In part due to the proliferation of Templeton funds, research and teaching in the interdisciplinary field of religion and science is growing rapidly. Among these scholars and teachers, there are many who are seeking out a more dialogical approach, as well as a more critical view of the kind of assumptions that fuel the science/religion opposition. Is it reasonable to believe, as Stephen Hawking seems to, that religion is always on the side of the irrational? Or that scientists are not frequently aware of the fluidity of the assumptions that undergird their work, or of the philosophical and historical contexts they work in? At the very least, these must be open questions.
This type of approach to religion and science was highlighted in an April 2009 roundtable hosted by Emory University, and funded by the Ford foundation. The participants—scientists, scholars, and practitioners of religion—were tasked with thinking through the question of how to engage various publics in a deeper understanding of the relationship between religion and science.
Thinking Things Through
The scholars began by discussing the ways that science is often presented in the media—the sort of “gee whiz” culture that assumes scientific discovery is a quick fix to society’s problems. Participants also highlighted the heated debate around particular issues that sit at the crossroads of religion and science: evolution, stem-cell research, abortion debates, genetic testing, sexuality and reproductive health. Given the embattled language of these debates and the abundance of promised miraculous answers to complicated questions, participants wondered how their students (let alone the public) are able to navigate these arenas. While ideological wars rage on, the real question seemed to be: How are we helping students to make sense of it all?
Bringing in examples from their own classroom experience, roundtable participants argued that a more dialogical education to science and religion could help to develop students’ critical skills in thinking through these complex issues. These examples highlighted the ways that students can become a part of the “story” behind science. Professors stressed the importance of primary texts, and of history. Creative pedagogical models that partner researchers and students were also emphasized. Dr. David Lynn of Emory University highlighted Emory’s On Recent Discoveries by Emory Researchers (ORDER) program, which places graduate student teacher-scholars in the classroom with undergraduate students to help undergraduates to realize the importance of discovery in the development of new ideas in science.
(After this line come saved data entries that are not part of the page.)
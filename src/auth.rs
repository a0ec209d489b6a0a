//! Session and admin authentication primitives.
//!
//! Two token kinds share one HS256 secret: form-session tokens bind a
//! browser session to its origin IP, admin tokens carry the admin id.
//! Password hashing is bcrypt; password-reset tokens are stored only as
//! sha256 hashes of the issued value.

use axum::{async_trait, extract::FromRequestParts, http::request::Parts};
use chrono::{Duration, Utc};
use jsonwebtoken::{decode, encode, DecodingKey, EncodingKey, Header, Validation};
use serde::{Deserialize, Serialize};
use sha2::{Digest, Sha256};
use std::sync::Arc;
use uuid::Uuid;

use crate::db_storage::AdminStorage;
use crate::errors::AppError;
use crate::handlers::AppState;
use crate::models::Admin;

/// Claims of a public form-session token.
#[derive(Debug, Clone, Serialize, Deserialize)]
pub struct SessionClaims {
    /// Origin IP the session was started from.
    pub ip: String,
    pub iat: i64,
    pub exp: i64,
}

/// Claims of an admin token.
#[derive(Debug, Clone, Serialize, Deserialize)]
pub struct AdminClaims {
    /// Admin id (UUID).
    pub sub: String,
    pub iat: i64,
    pub exp: i64,
}

/// Issue a form-session token bound to the caller's IP.
pub fn issue_session_token(ip: &str, secret: &str, days: i64) -> Result<String, AppError> {
    let now = Utc::now();
    let claims = SessionClaims {
        ip: ip.to_string(),
        iat: now.timestamp(),
        exp: (now + Duration::days(days)).timestamp(),
    };

    encode(
        &Header::default(),
        &claims,
        &EncodingKey::from_secret(secret.as_bytes()),
    )
    .map_err(|e| AppError::InternalError(format!("Failed to sign session token: {}", e)))
}

/// Verify a form-session token. Invalid or expired tokens are Unauthorized.
pub fn verify_session_token(token: &str, secret: &str) -> Result<SessionClaims, AppError> {
    decode::<SessionClaims>(
        token,
        &DecodingKey::from_secret(secret.as_bytes()),
        &Validation::default(),
    )
    .map(|data| data.claims)
    .map_err(|_| AppError::Unauthorized("Invalid token".to_string()))
}

/// Issue an admin token for the given account id.
pub fn issue_admin_token(admin_id: Uuid, secret: &str, hours: i64) -> Result<String, AppError> {
    let now = Utc::now();
    let claims = AdminClaims {
        sub: admin_id.to_string(),
        iat: now.timestamp(),
        exp: (now + Duration::hours(hours)).timestamp(),
    };

    encode(
        &Header::default(),
        &claims,
        &EncodingKey::from_secret(secret.as_bytes()),
    )
    .map_err(|e| AppError::InternalError(format!("Failed to sign admin token: {}", e)))
}

/// Verify an admin token. Invalid or expired tokens are Unauthorized.
pub fn verify_admin_token(token: &str, secret: &str) -> Result<AdminClaims, AppError> {
    decode::<AdminClaims>(
        token,
        &DecodingKey::from_secret(secret.as_bytes()),
        &Validation::default(),
    )
    .map(|data| data.claims)
    .map_err(|_| AppError::Unauthorized("Invalid or expired token".to_string()))
}

/// Bcrypt-hash a password with the configured cost factor.
pub fn hash_password(password: &str, cost: u32) -> Result<String, AppError> {
    bcrypt::hash(password, cost)
        .map_err(|e| AppError::InternalError(format!("Failed to hash password: {}", e)))
}

/// Verify a password against its bcrypt hash.
pub fn verify_password(password: &str, hash: &str) -> Result<bool, AppError> {
    bcrypt::verify(password, hash)
        .map_err(|e| AppError::InternalError(format!("Failed to verify password: {}", e)))
}

/// Generate a password-reset token.
///
/// Returns (raw, hash): the raw value goes to the admin once, only the
/// sha256 hex hash is stored.
pub fn new_reset_token() -> (String, String) {
    let raw = Uuid::new_v4().simple().to_string();
    let hash = hash_reset_token(&raw);
    (raw, hash)
}

/// sha256 hex of a reset token, for storage and lookup.
pub fn hash_reset_token(raw: &str) -> String {
    let digest = Sha256::digest(raw.as_bytes());
    hex::encode(digest)
}

/// Extractor for admin-protected endpoints.
///
/// Reads the `Authorization: Bearer` header, verifies the admin token,
/// loads the account and rejects blocked or deleted accounts.
pub struct AdminAuth(pub Admin);

#[async_trait]
impl FromRequestParts<Arc<AppState>> for AdminAuth {
    type Rejection = AppError;

    async fn from_request_parts(
        parts: &mut Parts,
        state: &Arc<AppState>,
    ) -> Result<Self, Self::Rejection> {
        let auth_header = parts
            .headers
            .get(axum::http::header::AUTHORIZATION)
            .and_then(|v| v.to_str().ok())
            .ok_or_else(|| AppError::Unauthorized("Not authorized, no token".to_string()))?;

        let token = auth_header
            .strip_prefix("Bearer ")
            .ok_or_else(|| AppError::Unauthorized("Not authorized, no token".to_string()))?;

        let claims = verify_admin_token(token, &state.config.jwt_secret)?;

        let admin_id = Uuid::parse_str(&claims.sub)
            .map_err(|_| AppError::Unauthorized("Invalid or expired token".to_string()))?;

        let storage = AdminStorage::new(state.db.clone());
        let admin = storage
            .find_by_id(admin_id)
            .await?
            .ok_or_else(|| AppError::Unauthorized("Admin account no longer exists".to_string()))?;

        if admin.is_blocked {
            return Err(AppError::Forbidden("Your account is blocked".to_string()));
        }

        Ok(AdminAuth(admin))
    }
}

#[cfg(test)]
mod tests {
    use super::*;

    const SECRET: &str = "test-secret-at-least-16-chars";

    #[test]
    fn test_session_token_roundtrip() {
        let token = issue_session_token("203.0.113.7", SECRET, 7).unwrap();
        let claims = verify_session_token(&token, SECRET).unwrap();
        assert_eq!(claims.ip, "203.0.113.7");
        assert!(claims.exp > claims.iat);
    }

    #[test]
    fn test_admin_token_roundtrip() {
        let id = Uuid::new_v4();
        let token = issue_admin_token(id, SECRET, 24).unwrap();
        let claims = verify_admin_token(&token, SECRET).unwrap();
        assert_eq!(claims.sub, id.to_string());
    }

    #[test]
    fn test_wrong_secret_rejected() {
        let token = issue_session_token("1.2.3.4", SECRET, 7).unwrap();
        assert!(verify_session_token(&token, "another-secret-16-chars").is_err());
    }

    #[test]
    fn test_garbage_token_rejected() {
        assert!(verify_session_token("not-a-jwt", SECRET).is_err());
        assert!(verify_admin_token("", SECRET).is_err());
    }

    #[test]
    fn test_expired_token_rejected() {
        // Expired well past the default 60s validation leeway
        let now = Utc::now();
        let claims = SessionClaims {
            ip: "1.2.3.4".to_string(),
            iat: (now - Duration::hours(2)).timestamp(),
            exp: (now - Duration::hours(1)).timestamp(),
        };
        let token = encode(
            &Header::default(),
            &claims,
            &EncodingKey::from_secret(SECRET.as_bytes()),
        )
        .unwrap();

        assert!(verify_session_token(&token, SECRET).is_err());
    }

    #[test]
    fn test_password_hash_roundtrip() {
        // Minimum cost keeps the test fast
        let hash = hash_password("hunter2!", 4).unwrap();
        assert!(verify_password("hunter2!", &hash).unwrap());
        assert!(!verify_password("hunter3!", &hash).unwrap());
    }

    #[test]
    fn test_reset_token_hashing() {
        let (raw, hash) = new_reset_token();
        assert_ne!(raw, hash);
        assert_eq!(hash, hash_reset_token(&raw));
        assert_eq!(hash.len(), 64); // sha256 hex

        let (raw2, _) = new_reset_token();
        assert_ne!(raw, raw2);
    }
}
// ============ Invocation ============

/// Recompute score, priority and tags together on the given lead.
///
/// Called by every handler immediately before persisting, so the derived
/// fields always reflect the latest form values. Mutates only the derived
/// fields; everything else passes through unchanged.
pub fn apply(lead: &mut Lead) {
    let score = compute_score(lead);
    lead.score = score;
    lead.priority = Priority::from_score(score).as_str().to_string();
    lead.derived_tags = Json(derive_tags(lead));
}

#[cfg(test)]
mod tests {
    use super::*;
    use crate::models::{BUDGET_TIERS, TIMELINE_TIERS, VISION_CATEGORIES};

    fn lead() -> Lead {
        Lead::draft("token".to_string(), 1)
    }

    #[test]
    fn test_every_vision_category_has_a_label() {
        for category in VISION_CATEGORIES {
            assert!(
                PROJECT_TYPE_LABELS.iter().any(|(cat, _)| cat == category),
                "category {} has no display label",
                category
            );
        }
    }

    #[test]
    fn test_all_vocabulary_tiers_are_handled() {
        // Every selectable tier must flow through scoring and tag mapping
        for budget in BUDGET_TIERS {
            for timeline in TIMELINE_TIERS {
                let mut l = lead();
                l.budget_plan = Some(budget.to_string());
                l.timeline = Some(timeline.to_string());
                apply(&mut l);
                assert!(l.score >= 0);
                let expected_budget = if *budget == "unsure" { "Unknown" } else { *budget };
                assert_eq!(l.derived_tags.budget_tier.as_deref(), Some(expected_budget));
            }
        }
    }

    #[test]
    fn test_keyword_match_word_boundaries() {
        assert!(keyword_match("we want an ai assistant", "ai"));
        assert!(keyword_match("AI-first product", "ai"));
        // "ai" inside a longer word must not fire
        assert!(!keyword_match("ongoing maintaince and maintain work", "ai"));
        assert!(!keyword_match("emails daily", "ai"));
    }

    #[test]
    fn test_keyword_match_case_insensitive() {
        assert!(keyword_match("needs STRIPE checkout", "stripe"));
        assert!(keyword_match("SaaS platform", "saas"));
    }

    #[test]
    fn test_joined_text_skips_missing_fields() {
        let mut l = lead();
        assert_eq!(joined_text(&l), "");

        l.big_idea = Some("Marketplace App".to_string());
        l.problem = Some("  ".to_string());
        l.references = Some("DRIBBBLE.com".to_string());
        assert_eq!(joined_text(&l), "marketplace app dribbble.com");
    }

    #[test]
    fn test_budget_scoring() {
        let mut l = lead();
        l.budget_plan = Some("12k+".to_string());
        assert_eq!(compute_score(&l), 3);

        l.budget_plan = Some("8-12k".to_string());
        assert_eq!(compute_score(&l), 3);

        l.budget_plan = Some("4-8k".to_string());
        assert_eq!(compute_score(&l), 1);

        l.budget_plan = Some("unsure".to_string());
        assert_eq!(compute_score(&l), 0);
    }

    #[test]
    fn test_vision_scoring() {
        let mut l = lead();
        l.vision = vec!["ecommerce".to_string()];
        assert_eq!(compute_score(&l), 2);

        l.vision = vec!["webapp".to_string(), "ecommerce".to_string()];
        // Intersection scores once, not per category
        assert_eq!(compute_score(&l), 2);

        l.vision = vec!["branding".to_string()];
        assert_eq!(compute_score(&l), 0);
    }

    #[test]
    fn test_keyword_point_is_flat_across_families() {
        let mut l = lead();
        l.big_idea = Some("an ai saas with sso login".to_string());
        // Three families match, still one point
        assert_eq!(compute_score(&l), 1);
    }

    #[test]
    fn test_payments_point_stacks_with_keyword_point() {
        let mut l = lead();
        l.big_idea = Some("automation platform with stripe billing".to_string());
        assert_eq!(compute_score(&l), 2);
    }

    #[test]
    fn test_unsure_penalty_needs_both() {
        let mut l = lead();
        l.budget_plan = Some("unsure".to_string());
        l.timeline = Some("unsure".to_string());
        l.vision = vec!["webapp".to_string()];
        assert_eq!(compute_score(&l), 0); // 2 - 2

        l.timeline = Some("1-2m".to_string());
        assert_eq!(compute_score(&l), 2);

        l.timeline = None;
        assert_eq!(compute_score(&l), 2);
    }

    #[test]
    fn test_score_floor() {
        let mut l = lead();
        l.budget_plan = Some("unsure".to_string());
        l.timeline = Some("unsure".to_string());
        assert_eq!(compute_score(&l), 0);
    }

    #[test]
    fn test_priority_boundaries() {
        assert_eq!(Priority::from_score(0), Priority::Nurture);
        assert_eq!(Priority::from_score(3), Priority::Nurture);
        assert_eq!(Priority::from_score(4), Priority::Warm);
        assert_eq!(Priority::from_score(6), Priority::Warm);
        assert_eq!(Priority::from_score(7), Priority::Hot);
        assert_eq!(Priority::from_score(42), Priority::Hot);
    }

    #[test]
    fn test_project_type_mapping_and_passthrough() {
        let mut l = lead();
        l.vision = vec![
            "ecommerce".to_string(),
            "quantum-thing".to_string(),
            "ecommerce".to_string(),
        ];
        let tags = derive_tags(&l);
        // Mapped labels keep selection order and duplicates
        assert_eq!(tags.project_type, vec!["E-commerce", "quantum-thing", "E-commerce"]);
    }

    #[test]
    fn test_commerce_tags_in_table_order() {
        let mut l = lead();
        l.big_idea = Some("wallet payouts for a multi vendor marketplace".to_string());
        let tags = derive_tags(&l);
        assert_eq!(tags.commerce, vec!["MultiVendor", "WalletPayouts"]);
    }

    #[test]
    fn test_ai_tags_forced_generic() {
        let mut l = lead();
        l.vision = vec!["ai".to_string()];
        let tags = derive_tags(&l);
        assert_eq!(tags.ai, vec!["AI"]);

        // With a keyword match the forced tag is appended after matched ones
        l.big_idea = Some("a chatgpt powered assistant".to_string());
        let tags = derive_tags(&l);
        assert_eq!(tags.ai, vec!["OpenAI", "AI"]);
    }

    #[test]
    fn test_stack_hints() {
        let mut l = lead();
        l.must_haves = Some("Next.js frontend, razorpay and i18n support".to_string());
        let tags = derive_tags(&l);
        assert_eq!(tags.stack_hints, vec!["NextJS", "Razorpay", "Multilingual"]);
    }

    #[test]
    fn test_priority_signals() {
        let mut l = lead();
        l.problem = Some("enterprise b2b tool with 99.9 uptime sla and reporting".to_string());
        let tags = derive_tags(&l);
        assert_eq!(tags.priority_signals, vec!["Enterprise", "SLA", "Analytics"]);
    }

    #[test]
    fn test_tier_mapping() {
        let mut l = lead();
        l.budget_plan = Some("unsure".to_string());
        l.timeline = Some("2-4w".to_string());
        let tags = derive_tags(&l);
        assert_eq!(tags.budget_tier.as_deref(), Some("Unknown"));
        assert_eq!(tags.urgency.as_deref(), Some("2-4w"));

        l.budget_plan = None;
        let tags = derive_tags(&l);
        assert_eq!(tags.budget_tier, None);
    }

    #[test]
    fn test_channel_and_region_passthrough() {
        let mut l = lead();
        l.source = Some("instagram".to_string());
        l.country = Some("Germany".to_string());
        let tags = derive_tags(&l);
        assert_eq!(tags.channel.as_deref(), Some("instagram"));
        assert_eq!(tags.region.as_deref(), Some("Germany"));
    }

    #[test]
    fn test_apply_sets_all_derived_fields_together() {
        let mut l = lead();
        l.budget_plan = Some("12k+".to_string());
        l.vision = vec!["ecommerce".to_string()];
        l.timeline = Some("2-4w".to_string());
        l.must_haves = Some("stripe subscription".to_string());

        apply(&mut l);

        // 3 (budget) + 2 (vision) + 1 (timeline) + 1 (payments) = 7
        assert_eq!(l.score, 7);
        assert_eq!(l.priority, "Hot");
        assert!(l.derived_tags.commerce.iter().any(|t| t == "Subscriptions"));
        assert!(l.derived_tags.stack_hints.iter().any(|t| t == "Stripe"));
    }

    #[test]
    fn test_apply_is_idempotent() {
        let mut l = lead();
        l.budget_plan = Some("4-8k".to_string());
        l.big_idea = Some("automation with payments".to_string());

        apply(&mut l);
        let first_score = l.score;
        let first_tags = l.derived_tags.0.clone();

        apply(&mut l);
        assert_eq!(l.score, first_score);
        assert_eq!(l.derived_tags.0, first_tags);
    }

    #[test]
    fn test_tags_serialize_camel_case() {
        let mut l = lead();
        l.budget_plan = Some("12k+".to_string());
        l.vision = vec!["webapp".to_string()];
        let json = serde_json::to_value(derive_tags(&l)).unwrap();

        assert!(json.get("projectType").is_some());
        assert!(json.get("stackHints").is_some());
        assert!(json.get("budgetTier").is_some());
        assert!(json.get("prioritySignals").is_some());
    }
}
In addition to these concrete examples, participants brainstormed ways that the classroom can bridge the religion vs. science culture wars. Some ideas included teaching with open-ended questions, learning to be comfortable with some tension in the classroom, building supportive classroom environments where students feel comfortable disagreeing with one another, engaging practices (rather than just theories) in the classroom, bringing in “real-world” applications, and travel.
Each of these teaching strategies seeks to create a new kind of classroom, one in which discovery, process, and, most importantly, dialogue are at the center of the religion and science conversation.